# [Work required]
What lines of the data below include the word "failed"? Report them by copying each.

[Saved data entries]
================================

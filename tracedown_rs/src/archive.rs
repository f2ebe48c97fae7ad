//! Trace archive access.
//!
//! A trace archive is a plain ZIP used as a keyed blob store: NDJSON event
//! logs (`*.trace`, `*.network`) plus opaque resource bodies under
//! `resources/<content-hash>`. This module only knows how to list entries and
//! return raw bytes; interpreting them is the ingestor's job.

use std::fs::File;
use std::io::Read;
use std::path::Path;

use anyhow::{Context, Result};
use zip::ZipArchive;

/// An opened trace archive. Held for the lifetime of one export.
pub struct TraceArchive {
    zip: ZipArchive<File>,
    entry_names: Vec<String>,
}

impl TraceArchive {
    /// Open the archive. Missing or unreadable archives are fatal.
    pub fn open(path: &Path) -> Result<Self> {
        let file = File::open(path)
            .with_context(|| format!("failed to open trace archive {}", path.display()))?;
        let zip = ZipArchive::new(file)
            .with_context(|| format!("{} is not a readable ZIP archive", path.display()))?;
        let entry_names = zip.file_names().map(str::to_string).collect();
        Ok(Self { zip, entry_names })
    }

    /// All entry names, in archive order.
    pub fn entry_names(&self) -> &[String] {
        &self.entry_names
    }

    /// Raw bytes of one entry.
    pub fn read_entry(&mut self, name: &str) -> Result<Vec<u8>> {
        let mut entry = self
            .zip
            .by_name(name)
            .with_context(|| format!("archive has no entry named {name}"))?;
        let mut bytes = Vec::with_capacity(entry.size() as usize);
        entry
            .read_to_end(&mut bytes)
            .with_context(|| format!("failed to read archive entry {name}"))?;
        Ok(bytes)
    }

    /// Bytes of the resource blob for a content hash, if present.
    pub fn read_resource(&mut self, sha1: &str) -> Result<Vec<u8>> {
        self.read_entry(&format!("resources/{sha1}"))
    }
}

#[cfg(test)]
mod tests {
    use super::*;
    use std::io::Write;
    use zip::write::SimpleFileOptions;

    fn write_archive(path: &Path, entries: &[(&str, &[u8])]) {
        let file = File::create(path).unwrap();
        let mut zip = zip::ZipWriter::new(file);
        let options = SimpleFileOptions::default();
        for (name, bytes) in entries {
            zip.start_file(*name, options).unwrap();
            zip.write_all(bytes).unwrap();
        }
        zip.finish().unwrap();
    }

    #[test]
    fn lists_and_reads_entries() {
        let dir = tempfile::tempdir().unwrap();
        let path = dir.path().join("trace.zip");
        write_archive(
            &path,
            &[
                ("trace.trace", b"{}\n".as_slice()),
                ("resources/abc123", b"body".as_slice()),
            ],
        );

        let mut archive = TraceArchive::open(&path).unwrap();
        assert_eq!(archive.entry_names().len(), 2);
        assert_eq!(archive.read_entry("trace.trace").unwrap(), b"{}\n");
        assert_eq!(archive.read_resource("abc123").unwrap(), b"body");
    }

    #[test]
    fn missing_entry_is_an_error() {
        let dir = tempfile::tempdir().unwrap();
        let path = dir.path().join("trace.zip");
        write_archive(&path, &[("trace.trace", b"".as_slice())]);

        let mut archive = TraceArchive::open(&path).unwrap();
        assert!(archive.read_resource("nope").is_err());
    }

    #[test]
    fn missing_archive_is_fatal() {
        assert!(TraceArchive::open(Path::new("/definitely/not/here.zip")).is_err());
    }
}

================================

# [Solved problem]
            .with_context(|| format!("failed to open trace archive {}", path.display()))?;
            .with_context(|| format!("failed to read archive entry {name}"))?;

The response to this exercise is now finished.